The characters are as complex and explosive as the setting. Evie was raised on the island by her magnetic but reckless father, who has a talent for tall tales and growing really good weed, and whose “absolute charm,” Evie recalls, “was our survival.” Yet charm proves to be an unpredictable currency; weather, for one, is indifferent to the force of personality. Evie and her father are periodically homeless, left to fend for themselves in the elements, either because a storm has sunk their boat dwellings or because of his drug addiction. Evie grows up too fast — by 13 she’s carrying her dad’s pot in her backpack — and yet remains stranded in a state of arrested childhood. One night father and daughter sleep outside in the cold — just like “pirates” or “explorers,” he says — playing cards and sipping whiskey from paper cups. “I wasn’t a kid,” Evie later reflects, “but we both had to be kids to survive.”

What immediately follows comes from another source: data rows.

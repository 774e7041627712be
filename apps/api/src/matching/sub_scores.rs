//! Sub-Score Calculators: skills, experience and education, each 0–100,
//! blended into the overall score by the weight selector.

use serde::Serialize;

use crate::matching::ranker::{skill_match_ratio, MatchResult};
use crate::matching::weights::{select_weights, ScoreWeights};
use crate::models::profile::{EducationEntry, Profile};

/// Number of top-ranked jobs averaged by the skill sub-score.
const TOP_JOBS_FOR_SKILLS: usize = 3;
/// Years of experience at which the years component saturates.
const YEARS_CEILING: f64 = 10.0;
const YEARS_WEIGHT: f64 = 0.6;
const RELEVANCE_WEIGHT: f64 = 0.4;

#[derive(Debug, Clone, Copy, PartialEq)]
pub struct ExperienceSummary {
    pub total_years: f64,
    /// Years spent in entries that mention at least one skill.
    pub relevant_years: f64,
}

/// Unrounded sub-scores plus the blended overall score.
#[derive(Debug, Clone, Copy, PartialEq, Serialize)]
#[serde(rename_all = "camelCase")]
pub struct ProfileScores {
    pub skills_match: f64,
    pub experience: f64,
    pub education: f64,
    pub overall_score: f64,
    pub weights: ScoreWeights,
}

pub fn summarize_experience(profile: &Profile, as_of_year: i32) -> ExperienceSummary {
    profile.experience_spans(as_of_year).iter().fold(
        ExperienceSummary {
            total_years: 0.0,
            relevant_years: 0.0,
        },
        |mut acc, (entry, span)| {
            acc.total_years += span.years();
            if entry.is_relevant() {
                acc.relevant_years += span.years();
            }
            acc
        },
    )
}

/// Mean required-skill coverage over the top three ranked jobs, ×100. 0 when no jobs are ranked.
pub fn skill_match_score(profile: &Profile, ranked_jobs: &[MatchResult]) -> f64 {
    let top: Vec<_> = ranked_jobs.iter().take(TOP_JOBS_FOR_SKILLS).collect();
    if top.is_empty() {
        return 0.0;
    }
    let total: f64 = top
        .iter()
        .map(|job| skill_match_ratio(&job.required_skills, profile))
        .sum();
    total / top.len() as f64 * 100.0
}

/// (min(years/10, 1) × 0.6 + relevant/total × 0.4) × 100
pub fn experience_score(summary: &ExperienceSummary) -> f64 {
    let years_score = (summary.total_years / YEARS_CEILING).min(1.0);
    let relevance_score = if summary.total_years > 0.0 {
        summary.relevant_years / summary.total_years
    } else {
        0.0
    };
    (years_score * YEARS_WEIGHT + relevance_score * RELEVANCE_WEIGHT) * 100.0
}

/// Highest education level on the fixed scale, ×100. 0 when there are no entries.
pub fn education_score(education: &[EducationEntry]) -> f64 {
    education
        .iter()
        .map(|entry| entry.level.score())
        .fold(0.0, f64::max)
        * 100.0
}

pub fn score_profile(profile: &Profile, ranked_jobs: &[MatchResult], as_of_year: i32) -> ProfileScores {
    let skills_match = skill_match_score(profile, ranked_jobs);
    let experience = experience_score(&summarize_experience(profile, as_of_year));
    let education = education_score(&profile.education);
    let weights = select_weights(ranked_jobs.first());

    ProfileScores {
        skills_match,
        experience,
        education,
        overall_score: weights.blend(skills_match, experience, education),
        weights,
    }
}
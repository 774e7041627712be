//! Analysis pipeline: Profile + JobCatalog → scores, rankings and gaps.
//!
//! Steps:
//! 1. shortlist titles (unless the caller supplied them)
//! 2. rank jobs
//! 3. skill gaps from the top three jobs
//! 4. sub-scores blended by seniority weights
//! 5. category-level gap summary
//!
//! Pure: no I/O, no clock. The caller supplies the year used to resolve "present".

use std::collections::BTreeSet;

use serde::Serialize;
use thiserror::Error;
use tracing::info;

use crate::analysis::shortlist::shortlist_titles;
use crate::matching::gaps::{find_skill_gaps, SkillGap};
use crate::matching::ranker::{rank_jobs, MatchResult};
use crate::matching::relevance::SkillRelevanceScorer;
use crate::matching::sub_scores::score_profile;
use crate::models::catalog::JobCatalog;
use crate::models::profile::Profile;

/// Recommended jobs returned to the caller.
const MAX_RECOMMENDED_JOBS: usize = 5;
/// Skills at or above this confidence are not reported as gaps.
const STRONG_CONFIDENCE: f64 = 0.8;
/// Slack for float noise when checking the 0–100 bound.
const SCORE_EPSILON: f64 = 1e-9;

#[derive(Debug, Error)]
pub enum AnalysisError {
    #[error("{name} score {value} is outside 0-100")]
    ScoreOutOfRange { name: &'static str, value: f64 },
}

#[derive(Debug, Clone, PartialEq, Serialize)]
pub struct CategoryGap {
    pub category: String,
    /// 0–100
    pub gap: u32,
}

#[derive(Debug, Clone, PartialEq, Serialize)]
pub struct SkillGapSummary {
    pub technical: Vec<CategoryGap>,
    pub soft: Vec<CategoryGap>,
}

#[derive(Debug, Clone, PartialEq, Serialize)]
#[serde(rename_all = "camelCase")]
pub struct AnalysisReport {
    pub overall_score: u32,
    pub skills_match: u32,
    pub experience: u32,
    pub education: u32,
    pub missing_skills: Vec<SkillGap>,
    pub recommended_jobs: Vec<MatchResult>,
    pub skill_gaps: SkillGapSummary,
}

fn to_percent(name: &'static str, value: f64) -> Result<u32, AnalysisError> {
    if !value.is_finite() || value < -SCORE_EPSILON || value > 100.0 + SCORE_EPSILON {
        return Err(AnalysisError::ScoreOutOfRange { name, value });
    }
    Ok(value.round().clamp(0.0, 100.0) as u32)
}

fn gap_percent(confidence: f64) -> u32 {
    ((1.0 - confidence) * 100.0).round().clamp(0.0, 100.0) as u32
}

/// One entry per skill category touched by the ranked jobs' required skills, where
/// the profile's best skill in that category is below `STRONG_CONFIDENCE`.
fn technical_category_gaps(
    ranked_jobs: &[MatchResult],
    profile: &Profile,
    catalog: &JobCatalog,
) -> Vec<CategoryGap> {
    let categories: BTreeSet<&str> = ranked_jobs
        .iter()
        .flat_map(|job| job.required_skills.iter())
        .filter_map(|skill| catalog.skill_category(skill))
        .collect();

    categories
        .into_iter()
        .filter_map(|category| {
            let best = profile
                .technical_skills
                .values()
                .filter(|record| catalog.skill_category(&record.name) == Some(category))
                .map(|record| record.confidence)
                .fold(0.0, f64::max);
            (best < STRONG_CONFIDENCE).then(|| CategoryGap {
                category: category.to_string(),
                gap: gap_percent(best),
            })
        })
        .collect()
}

fn soft_skill_gaps(profile: &Profile) -> Vec<CategoryGap> {
    profile
        .soft_skills
        .values()
        .filter(|record| record.confidence < STRONG_CONFIDENCE)
        .map(|record| CategoryGap {
            category: record.name.clone(),
            gap: gap_percent(record.confidence),
        })
        .collect()
}

pub fn analyze_profile(
    profile: &Profile,
    candidate_titles: Option<&[String]>,
    catalog: &JobCatalog,
    scorer: &dyn SkillRelevanceScorer,
    as_of_year: i32,
) -> Result<AnalysisReport, AnalysisError> {
    let shortlisted;
    let titles = match candidate_titles {
        Some(titles) => titles,
        None => {
            shortlisted = shortlist_titles(profile, catalog);
            &shortlisted[..]
        }
    };

    let mut ranked = rank_jobs(profile, titles, catalog, as_of_year);
    let missing_skills = find_skill_gaps(&ranked, profile, scorer);
    let scores = score_profile(profile, &ranked, as_of_year);
    let skill_gaps = SkillGapSummary {
        technical: technical_category_gaps(&ranked, profile, catalog),
        soft: soft_skill_gaps(profile),
    };

    ranked.truncate(MAX_RECOMMENDED_JOBS);

    let report = AnalysisReport {
        overall_score: to_percent("overall", scores.overall_score)?,
        skills_match: to_percent("skills", scores.skills_match)?,
        experience: to_percent("experience", scores.experience)?,
        education: to_percent("education", scores.education)?,
        missing_skills,
        recommended_jobs: ranked,
        skill_gaps,
    };

    info!(
        "Analyzed profile against {} candidate titles: {} recommended, overall {}/100",
        titles.len(),
        report.recommended_jobs.len(),
        report.overall_score
    );

    Ok(report)
}

#[cfg(test)]
mod tests {
    use super::*;
    use std::sync::Arc;

    use crate::matching::relevance::{CatalogRelevanceScorer, DEFAULT_RELEVANCE_THRESHOLD};
    use crate::models::catalog::tests::make_role;
    use crate::models::profile::{
        EducationEntry, EducationLevel, ExperienceEntry, ProfileInput, SkillRecord, YearSpec,
    };

    fn make_scorer(catalog: &Arc<JobCatalog>) -> CatalogRelevanceScorer {
        CatalogRelevanceScorer::new(Arc::clone(catalog), DEFAULT_RELEVANCE_THRESHOLD)
    }

    fn make_example_profile() -> Profile {
        Profile::from(ProfileInput {
            technical_skills: vec![SkillRecord::new("python", 0.9), SkillRecord::new("sql", 0.85)],
            soft_skills: vec![
                SkillRecord::new("Communication", 0.9),
                SkillRecord::new("Leadership", 0.7),
            ],
            experience: vec![ExperienceEntry::new(
                YearSpec::Number(2019),
                YearSpec::Text("present".to_string()),
                vec!["python".to_string()],
            )],
            education: vec![EducationEntry::new(EducationLevel::Bachelors)],
            certifications: vec![],
        })
    }

    fn make_full_profile() -> Profile {
        Profile::from(ProfileInput {
            technical_skills: ["Python", "SQL", "Docker", "AWS", "JavaScript", "React"]
                .iter()
                .map(|s| SkillRecord::new(*s, 0.85))
                .collect(),
            experience: vec![
                ExperienceEntry::new(
                    YearSpec::Number(2015),
                    YearSpec::Number(2019),
                    vec!["Python".to_string()],
                ),
                ExperienceEntry::new(
                    YearSpec::Number(2019),
                    YearSpec::Text("present".to_string()),
                    vec![],
                ),
            ],
            education: vec![EducationEntry::new(EducationLevel::Masters)],
            ..Default::default()
        })
    }

    #[test]
    fn test_backend_developer_example() {
        let catalog = Arc::new(
            JobCatalog::from_roles(vec![make_role(
                "Backend Developer",
                &["python", "java", "sql"],
                &[],
                3.0,
            )])
            .unwrap(),
        );
        let profile = make_example_profile();
        let report =
            analyze_profile(&profile, None, &catalog, &make_scorer(&catalog), 2026).unwrap();

        assert_eq!(report.recommended_jobs.len(), 1);
        assert_eq!(report.recommended_jobs[0].title, "Backend Developer");
        // 2/3 coverage
        assert_eq!(report.skills_match, 67);
        // 7 years, all relevant: (0.7 × 0.6 + 1.0 × 0.4) × 100 = 82
        assert_eq!(report.experience, 82);
        assert_eq!(report.education, 80);
        // 0.4 × 66.67 + 0.3 × 82 + 0.3 × 80 = 75.27
        assert_eq!(report.overall_score, 75);

        // java: 0.7 + 0.3 × 1/1 = 1.0 → High
        assert_eq!(report.missing_skills.len(), 1);
        assert_eq!(report.missing_skills[0].skill, "java");
        assert_eq!(report.missing_skills[0].relevance, 100);

        assert_eq!(
            report.skill_gaps.soft,
            vec![CategoryGap {
                category: "Leadership".to_string(),
                gap: 30
            }]
        );
    }

    #[test]
    fn test_empty_profile_yields_zero_and_no_recommendations() {
        let catalog = Arc::new(JobCatalog::bundled().unwrap());
        let report = analyze_profile(
            &Profile::default(),
            None,
            &catalog,
            &make_scorer(&catalog),
            2026,
        )
        .unwrap();
        assert_eq!(report.overall_score, 0);
        assert_eq!(report.skills_match, 0);
        assert_eq!(report.experience, 0);
        assert_eq!(report.education, 0);
        assert!(report.recommended_jobs.is_empty());
        assert!(report.missing_skills.is_empty());
    }

    #[test]
    fn test_empty_profile_with_explicit_titles_still_below_threshold() {
        let catalog = Arc::new(JobCatalog::bundled().unwrap());
        let titles = catalog.titles();
        let report = analyze_profile(
            &Profile::default(),
            Some(titles.as_slice()),
            &catalog,
            &make_scorer(&catalog),
            2026,
        )
        .unwrap();
        assert!(report.recommended_jobs.is_empty());
    }

    #[test]
    fn test_report_invariants_on_bundled_catalog() {
        let catalog = Arc::new(JobCatalog::bundled().unwrap());
        let report = analyze_profile(
            &make_full_profile(),
            None,
            &catalog,
            &make_scorer(&catalog),
            2026,
        )
        .unwrap();

        for score in [
            report.overall_score,
            report.skills_match,
            report.experience,
            report.education,
        ] {
            assert!(score <= 100);
        }

        assert!(!report.recommended_jobs.is_empty());
        assert!(report.recommended_jobs.len() <= 5);
        assert!(report
            .recommended_jobs
            .iter()
            .all(|job| job.match_score > 60.0));
        assert!(report
            .recommended_jobs
            .windows(2)
            .all(|w| w[0].match_score >= w[1].match_score));

        assert!(report.missing_skills.len() <= 5);
        assert!(report
            .missing_skills
            .windows(2)
            .all(|w| w[0].relevance >= w[1].relevance));
        let unique: BTreeSet<_> = report
            .missing_skills
            .iter()
            .map(|g| g.skill.to_lowercase())
            .collect();
        assert_eq!(unique.len(), report.missing_skills.len());
    }

    #[test]
    fn test_analysis_is_idempotent() {
        let catalog = Arc::new(JobCatalog::bundled().unwrap());
        let scorer = make_scorer(&catalog);
        let profile = make_full_profile();
        let first = analyze_profile(&profile, None, &catalog, &scorer, 2026).unwrap();
        let second = analyze_profile(&profile, None, &catalog, &scorer, 2026).unwrap();
        assert_eq!(first, second);
        assert_eq!(
            serde_json::to_string(&first).unwrap(),
            serde_json::to_string(&second).unwrap()
        );
    }

    #[test]
    fn test_technical_gaps_report_weak_categories() {
        let catalog = JobCatalog::from_json(
            r#"{
                "roles": [{
                    "title": "Backend Developer",
                    "required_skills": ["Python", "SQL", "Docker"],
                    "salary_range": [85000, 145000],
                    "required_experience": 3,
                    "demand": 84,
                    "growth": 10
                }],
                "skill_categories": {
                    "Python": "programming_languages",
                    "Go": "programming_languages",
                    "SQL": "databases",
                    "Docker": "cloud_platforms"
                }
            }"#,
        )
        .unwrap();
        let profile = Profile::from(ProfileInput {
            technical_skills: vec![
                SkillRecord::new("Go", 0.9),
                SkillRecord::new("Python", 0.7),
                SkillRecord::new("SQL", 0.75),
            ],
            ..Default::default()
        });
        let ranked = vec![MatchResult {
            title: "Backend Developer".to_string(),
            match_score: 70.0,
            required_skills: vec!["Python".into(), "SQL".into(), "Docker".into()],
            salary: catalog.roles()[0].salary_range,
            experience_required: 3.0,
            seniority: catalog.roles()[0].seniority,
        }];

        let gaps = technical_category_gaps(&ranked, &profile, &catalog);
        assert_eq!(
            gaps,
            vec![
                CategoryGap {
                    category: "cloud_platforms".to_string(),
                    gap: 100
                },
                CategoryGap {
                    category: "databases".to_string(),
                    gap: 25
                },
            ]
        );
    }

    #[test]
    fn test_out_of_range_score_is_an_error() {
        assert!(to_percent("overall", 100.4).is_err());
        assert!(to_percent("overall", f64::NAN).is_err());
        assert!(to_percent("overall", -1.0).is_err());
        assert_eq!(to_percent("overall", 99.5).unwrap(), 100);
        assert_eq!(to_percent("overall", 100.0 + 1e-12).unwrap(), 100);
    }

    #[test]
    fn test_report_field_names() {
        let catalog = Arc::new(JobCatalog::bundled().unwrap());
        let report = analyze_profile(
            &make_full_profile(),
            None,
            &catalog,
            &make_scorer(&catalog),
            2026,
        )
        .unwrap();
        let json = serde_json::to_value(&report).unwrap();
        for key in [
            "overallScore",
            "skillsMatch",
            "experience",
            "education",
            "missingSkills",
            "recommendedJobs",
            "skillGaps",
        ] {
            assert!(json.get(key).is_some(), "missing {key}");
        }
        assert!(json["skillGaps"]["technical"].is_array());
        assert!(json["skillGaps"]["soft"].is_array());
    }
}
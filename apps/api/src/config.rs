use std::path::PathBuf;

use anyhow::{bail, Context, Result};

use crate::matching::relevance::DEFAULT_RELEVANCE_THRESHOLD;

/// Application configuration loaded from environment variables.
/// Every variable is optional; malformed values fail startup.
#[derive(Debug, Clone)]
pub struct Config {
    pub port: u16,
    pub rust_log: String,
    /// JSON catalog to load at startup. `None` uses the bundled catalog.
    pub catalog_path: Option<PathBuf>,
    /// `is_relevant` cut-off for the skill relevance scorer.
    pub relevance_threshold: f64,
}

impl Config {
    pub fn from_env() -> Result<Self> {
        dotenvy::dotenv().ok(); // load .env if present; ignore if missing

        let relevance_threshold = match std::env::var("RELEVANCE_THRESHOLD") {
            Ok(raw) => parse_threshold(&raw)?,
            Err(_) => DEFAULT_RELEVANCE_THRESHOLD,
        };

        Ok(Config {
            port: std::env::var("PORT")
                .unwrap_or_else(|_| "8080".to_string())
                .parse::<u16>()
                .context("PORT must be a valid port number")?,
            rust_log: std::env::var("RUST_LOG").unwrap_or_else(|_| "info".to_string()),
            catalog_path: std::env::var_os("CATALOG_PATH").map(PathBuf::from),
            relevance_threshold,
        })
    }
}

fn parse_threshold(raw: &str) -> Result<f64> {
    let value = raw
        .trim()
        .parse::<f64>()
        .with_context(|| format!("RELEVANCE_THRESHOLD '{raw}' is not a number"))?;
    if !(0.0..=1.0).contains(&value) {
        bail!("RELEVANCE_THRESHOLD must be within 0-1, got {value}");
    }
    Ok(value)
}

In “Creatures,” there are two kinds of people: those who stay on Winter Island and those, who either have or seek greater economic opportunity, who leave. Even during Evie’s periodic stints on the mainland, the island is never far from her thoughts, with her like a pulse. Her mother, one of the defectors, flits in and out of her daughter’s young life, sometimes going years between visits, and usually staying just long enough to disrupt whatever uneasy status quo Evie and her father have scraped together. In the novel’s opening, past and present collide when an adult Evie, now a researcher at the Sea Institute, returns home to find her mother on her doorstep. Right away, Evie notices that she is “soaked” and her mother “dry,” a clear metaphor for the difference between them. Also: It’s the night before Evie’s wedding and the groom, Liam, might be lost at sea.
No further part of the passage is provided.